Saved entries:
Content starts

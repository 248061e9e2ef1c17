//! Tick positions inside the visible window for a chosen level.

use tracing::warn;

use crate::core::interval::Interval;
use crate::core::time::{format_clock, format_timecode, TimeValue};
use crate::ticks::table::TickIntervalLevel;

/// Upper bound on ticks produced for one window
pub const MAX_TICKS: usize = 20_000;

#[derive(Debug, Clone, Copy, PartialEq, Eq, Hash)]
pub enum TickKind {
    Major,
    Minor,
}

#[derive(Debug, Clone, Copy, PartialEq, Eq)]
pub struct Tick {
    pub value: TimeValue,
    pub kind: TickKind,
}

/// Enumerates tick positions for a level
pub struct TickGrid;

impl TickGrid {
    /// Ticks inside `window` (inclusive), ascending.
    ///
    /// Minor ticks are placed by index inside each major step, so they line up
    /// exactly with major ticks even when the minor step is not exactly
    /// representable (e.g. one frame at 30 fps).
    pub fn ticks(level: &TickIntervalLevel, window: Interval) -> Vec<Tick> {
        let mut ticks = Vec::new();
        if !level.major.is_positive() || level.subdivisions == 0 || window.is_empty() {
            return ticks;
        }

        let subdivisions = i64::from(level.subdivisions);
        let mut major = window.start.floor_to(level.major);
        while major <= window.end {
            for index in 0..subdivisions {
                let value = major + level.major.mul_ratio(index, subdivisions);
                if value > window.end {
                    break;
                }
                if value < window.start {
                    continue;
                }
                if ticks.len() == MAX_TICKS {
                    warn!(limit = MAX_TICKS, minor = %level.minor, "tick grid truncated");
                    return ticks;
                }
                let kind = if index == 0 { TickKind::Major } else { TickKind::Minor };
                ticks.push(Tick { value, kind });
            }
            major += level.major;
        }
        ticks
    }

    /// Only the major ticks inside `window`
    pub fn major_ticks(level: &TickIntervalLevel, window: Interval) -> Vec<TimeValue> {
        Self::ticks(level, window)
            .into_iter()
            .filter(|tick| tick.kind == TickKind::Major)
            .map(|tick| tick.value)
            .collect()
    }

    /// Label for a tick: timecode while minor steps are sub-second, wall
    /// clock otherwise
    pub fn label(tick: &Tick, level: &TickIntervalLevel, fps: u32) -> String {
        if level.minor < TimeValue::ONE {
            format_timecode(tick.value, fps)
        } else {
            format_clock(tick.value)
        }
    }
}

#[cfg(test)]
mod tests {
    use super::*;
    use crate::ticks::table::TickIntervalTable;

    fn t(text: &str) -> TimeValue {
        text.parse().unwrap()
    }

    fn window(start: &str, end: &str) -> Interval {
        Interval::new(t(start), t(end))
    }

    #[test]
    fn test_ticks_half_seconds() {
        let level = TickIntervalLevel {
            major: TimeValue::ONE,
            minor: t("0.5"),
            divisor: 15,
            subdivisions: 2,
        };
        let ticks = TickGrid::ticks(&level, window("0.2", "2"));
        let values: Vec<TimeValue> = ticks.iter().map(|tick| tick.value).collect();
        assert_eq!(values, vec![t("0.5"), t("1"), t("1.5"), t("2")]);
        assert_eq!(ticks[1].kind, TickKind::Major);
        assert_eq!(ticks[0].kind, TickKind::Minor);
        assert_eq!(TickGrid::major_ticks(&level, window("0.2", "2")), vec![t("1"), t("2")]);
    }

    #[test]
    fn test_frame_ticks_align_with_seconds() {
        let table = TickIntervalTable::for_frame_rate(30);
        let level = table.finest().unwrap();
        let ticks = TickGrid::ticks(level, window("0", "2"));
        // 60 frames plus the tick at 2s
        assert_eq!(ticks.len(), 61);
        assert_eq!(ticks[30].value, TimeValue::ONE);
        assert_eq!(ticks[30].kind, TickKind::Major);
        assert_eq!(ticks[1].value, t("0.03333333"));
    }

    #[test]
    fn test_negative_window() {
        let level = TickIntervalLevel {
            major: TimeValue::from_secs(10),
            minor: TimeValue::from_secs(5),
            divisor: 5,
            subdivisions: 2,
        };
        let values: Vec<TimeValue> = TickGrid::ticks(&level, window("-12", "3"))
            .into_iter()
            .map(|tick| tick.value)
            .collect();
        assert_eq!(values, vec![t("-10"), t("-5"), t("0")]);
    }

    #[test]
    fn test_tick_cap() {
        let level = TickIntervalLevel {
            major: TimeValue::ONE,
            minor: TimeValue::from_units(1_000),
            divisor: 1,
            subdivisions: 100_000,
        };
        assert_eq!(TickGrid::ticks(&level, window("0", "10")).len(), MAX_TICKS);
    }

    #[test]
    fn test_labels() {
        let frame_level = TickIntervalTable::for_frame_rate(30).finest().copied().unwrap();
        let tick = Tick {
            value: t("61.5"),
            kind: TickKind::Major,
        };
        assert_eq!(TickGrid::label(&tick, &frame_level, 30), "00:01:01:15");

        let minute_level = TickIntervalLevel {
            major: TimeValue::from_secs(60),
            minor: TimeValue::from_secs(10),
            divisor: 10,
            subdivisions: 6,
        };
        assert_eq!(TickGrid::label(&tick, &minute_level, 30), "00:01:01.500");
    }
}
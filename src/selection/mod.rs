//! Multi-interval selection.

pub mod set;

pub use set::{SelectionChange, SelectionSet};
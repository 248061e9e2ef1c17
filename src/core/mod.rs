//! Core types for the range engine.
//!
//! This module provides the fundamental value types shared by the range model,
//! the tick grid and the selection set: exact fixed-point time, closed
//! intervals, and the error type for caller-supplied ranges.
//! All time values are TimeValue (10^-8 units, eight fractional digits).

pub mod error;
pub mod interval;
pub mod time;

// Re-export core data structures for easier access.
pub use error::RangeError;
pub use interval::Interval;
pub use time::{format_clock, format_timecode, ParseTimeError, TimeValue};
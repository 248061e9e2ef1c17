//! Engine configuration.
//!
//! Minimum visible range, frame rate and tick clutter thresholds. Loaded from
//! TOML by the host; every field falls back to its default when omitted.

use serde::{Deserialize, Serialize};

use crate::core::error::RangeError;
use crate::core::time::TimeValue;

/// Range engine settings
#[derive(Debug, Clone, PartialEq, Serialize, Deserialize)]
#[serde(default)]
pub struct EngineConfig {
    /// Narrowest visible window allowed while the outer range is wide enough
    pub minimum_visible_range: TimeValue,
    pub frames_per_second: u32,
    /// Minimum pixel gap between minor ticks
    pub minor_tick_threshold: f64,
    /// Minimum pixel gap between major ticks
    pub major_tick_threshold: f64,
    /// Rendered width of a tick, subtracted from each gap
    pub tick_thickness: f64,
    pub default_start: TimeValue,
    pub default_end: TimeValue,
}

impl Default for EngineConfig {
    fn default() -> Self {
        Self {
            minimum_visible_range: TimeValue::ONE,
            frames_per_second: 30,
            minor_tick_threshold: 8.0,
            major_tick_threshold: 60.0,
            tick_thickness: 1.0,
            default_start: TimeValue::ZERO,
            default_end: TimeValue::from_secs(10),
        }
    }
}

impl EngineConfig {
    /// Parse a TOML document and validate it
    pub fn from_toml_str(text: &str) -> Result<Self, RangeError> {
        let config: EngineConfig = toml::from_str(text)?;
        config.validate()?;
        Ok(config)
    }

    pub fn validate(&self) -> Result<(), RangeError> {
        if !self.minimum_visible_range.is_positive() {
            return Err(RangeError::Config(format!(
                "minimum_visible_range must be positive, got {}",
                self.minimum_visible_range
            )));
        }
        if self.frames_per_second == 0 {
            return Err(RangeError::Config("frames_per_second must be at least 1".into()));
        }
        let thresholds = [
            ("minor_tick_threshold", self.minor_tick_threshold),
            ("major_tick_threshold", self.major_tick_threshold),
            ("tick_thickness", self.tick_thickness),
        ];
        for (name, value) in thresholds {
            if !value.is_finite() || value < 0.0 {
                return Err(RangeError::Config(format!(
                    "{} must be a non-negative number, got {}",
                    name, value
                )));
            }
        }
        if self.default_start > self.default_end {
            return Err(RangeError::Config(format!(
                "default_start {} is after default_end {}",
                self.default_start, self.default_end
            )));
        }
        Ok(())
    }
}
//! Adaptive tick level selection.
//! Picks the finest level whose rendered ticks are not cluttered.

use tracing::{debug, trace};

use crate::config::EngineConfig;
use crate::core::time::TimeValue;
use crate::ticks::table::{TickIntervalLevel, TickIntervalTable};

/// Clutter limits in pixels
#[derive(Debug, Clone, Copy, PartialEq)]
pub struct TickThresholds {
    /// Minimum free gap between minor ticks
    pub minor: f64,
    /// Minimum free gap between major ticks
    pub major: f64,
    /// Rendered tick width, subtracted from each gap
    pub thickness: f64,
}

impl TickThresholds {
    pub fn from_config(config: &EngineConfig) -> Self {
        Self {
            minor: config.minor_tick_threshold,
            major: config.major_tick_threshold,
            thickness: config.tick_thickness,
        }
    }
}

impl Default for TickThresholds {
    fn default() -> Self {
        Self::from_config(&EngineConfig::default())
    }
}

/// Index of the first level, scanning from the finest, whose minor and major
/// gaps both meet their thresholds. Falls back to the coarsest level.
///
/// `pixels_per_unit` converts a duration into on-screen pixels. Returns `None`
/// only for an empty table.
pub fn select_level_index<F>(
    table: &TickIntervalTable,
    pixels_per_unit: F,
    thresholds: &TickThresholds,
) -> Option<usize>
where
    F: Fn(TimeValue) -> f64,
{
    let last = table.len().checked_sub(1)?;
    let mut cursor = 0;
    while cursor < last {
        let level = &table.levels()[cursor];
        let minor_gap = pixels_per_unit(level.minor) - thresholds.thickness;
        let major_gap = pixels_per_unit(level.major) - thresholds.thickness;
        if minor_gap >= thresholds.minor && major_gap >= thresholds.major {
            break;
        }
        trace!(cursor, minor_gap, major_gap, "tick level too dense, coarsening");
        cursor += 1;
    }
    Some(cursor)
}

pub fn select_level<'a, F>(
    table: &'a TickIntervalTable,
    pixels_per_unit: F,
    thresholds: &TickThresholds,
) -> Option<&'a TickIntervalLevel>
where
    F: Fn(TimeValue) -> f64,
{
    select_level_index(table, pixels_per_unit, thresholds).and_then(|index| table.get(index))
}

/// Result of one layout pass
#[derive(Debug, Clone, Copy, PartialEq, Eq)]
pub struct TickLayout {
    pub index: usize,
    pub level: TickIntervalLevel,
    /// The level differs from the previous pass
    pub changed: bool,
}

/// Keeps a table and the level chosen by the last layout pass
#[derive(Debug, Clone)]
pub struct TickIntervalSelector {
    table: TickIntervalTable,
    thresholds: TickThresholds,
    current: Option<usize>,
}

impl TickIntervalSelector {
    pub fn new(table: TickIntervalTable, thresholds: TickThresholds) -> Self {
        Self {
            table,
            thresholds,
            current: None,
        }
    }

    pub fn from_config(config: &EngineConfig) -> Self {
        Self::new(
            TickIntervalTable::for_frame_rate(config.frames_per_second),
            TickThresholds::from_config(config),
        )
    }

    pub fn table(&self) -> &TickIntervalTable {
        &self.table
    }

    pub fn thresholds(&self) -> &TickThresholds {
        &self.thresholds
    }

    pub fn current(&self) -> Option<&TickIntervalLevel> {
        self.current.and_then(|index| self.table.get(index))
    }

    /// Run one layout pass. The scan restarts at the finest level each pass
    /// and only moves toward coarser levels within it.
    pub fn select<F>(&mut self, pixels_per_unit: F) -> Option<TickLayout>
    where
        F: Fn(TimeValue) -> f64,
    {
        let index = select_level_index(&self.table, pixels_per_unit, &self.thresholds)?;
        let level = *self.table.get(index)?;
        let changed = self.current != Some(index);
        if changed {
            debug!(index, minor = %level.minor, major = %level.major, "tick level changed");
        }
        self.current = Some(index);
        Some(TickLayout { index, level, changed })
    }
}

#[cfg(test)]
mod tests {
    use super::*;

    fn linear(pixels_per_second: f64) -> impl Fn(TimeValue) -> f64 {
        move |duration: TimeValue| duration.to_seconds() * pixels_per_second
    }

    fn thresholds() -> TickThresholds {
        TickThresholds {
            minor: 8.0,
            major: 60.0,
            thickness: 1.0,
        }
    }

    #[test]
    fn test_finest_level_when_wide() {
        let table = TickIntervalTable::for_frame_rate(30);
        // One frame is 10px, one second 3000px
        let level = select_level(&table, linear(3000.0), &thresholds()).unwrap();
        assert_eq!(level.divisor, 1);
        assert_eq!(level.major, TimeValue::ONE);
    }

    #[test]
    fn test_coarsens_minor_ticks() {
        let table = TickIntervalTable::for_frame_rate(30);
        // One frame is 4px: need 3 frames (12px - 1 >= 8)
        let level = select_level(&table, linear(120.0), &thresholds()).unwrap();
        assert_eq!(level.major, TimeValue::ONE);
        assert_eq!(level.divisor, 3);
    }

    #[test]
    fn test_major_threshold_forces_minute_units() {
        let table = TickIntervalTable::for_frame_rate(30);
        // One second is 20px, under the 60px major threshold
        let level = select_level(&table, linear(20.0), &thresholds()).unwrap();
        assert_eq!(level.major, TimeValue::from_secs(60));
        assert_eq!(level.minor, TimeValue::ONE);
    }

    #[test]
    fn test_falls_back_to_coarsest() {
        let table = TickIntervalTable::for_frame_rate(30);
        let level = select_level(&table, linear(0.000001), &thresholds()).unwrap();
        assert_eq!(level, table.coarsest().unwrap());
    }

    #[test]
    fn test_empty_table() {
        let table = TickIntervalTable::build(&[]);
        assert!(select_level(&table, linear(100.0), &thresholds()).is_none());
    }

    #[test]
    fn test_selector_reports_level_changes() {
        let table = TickIntervalTable::for_frame_rate(30);
        let mut selector = TickIntervalSelector::new(table, thresholds());
        assert!(selector.current().is_none());

        let first = selector.select(linear(120.0)).unwrap();
        assert!(first.changed);

        let again = selector.select(linear(121.0)).unwrap();
        assert!(!again.changed);
        assert_eq!(again.index, first.index);

        // Zooming back in returns to a finer level on the next pass
        let finer = selector.select(linear(3000.0)).unwrap();
        assert!(finer.changed);
        assert!(finer.index < first.index);
        assert_eq!(selector.current(), Some(&finer.level));
    }

    #[test]
    fn test_scan_is_monotonic_in_scale() {
        let table = TickIntervalTable::for_frame_rate(25);
        let mut previous = 0;
        // Shrinking pixel density never picks a finer level
        for step in 0..60 {
            let density = 5000.0 / 1.3f64.powi(step);
            let index = select_level_index(&table, linear(density), &thresholds()).unwrap();
            assert!(index >= previous);
            previous = index;
        }
    }
}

Content ends

Task brief: Find each line above that contains "serde", and copy those lines.

Output below:
use serde::{Deserialize, Serialize};
#[serde(default)]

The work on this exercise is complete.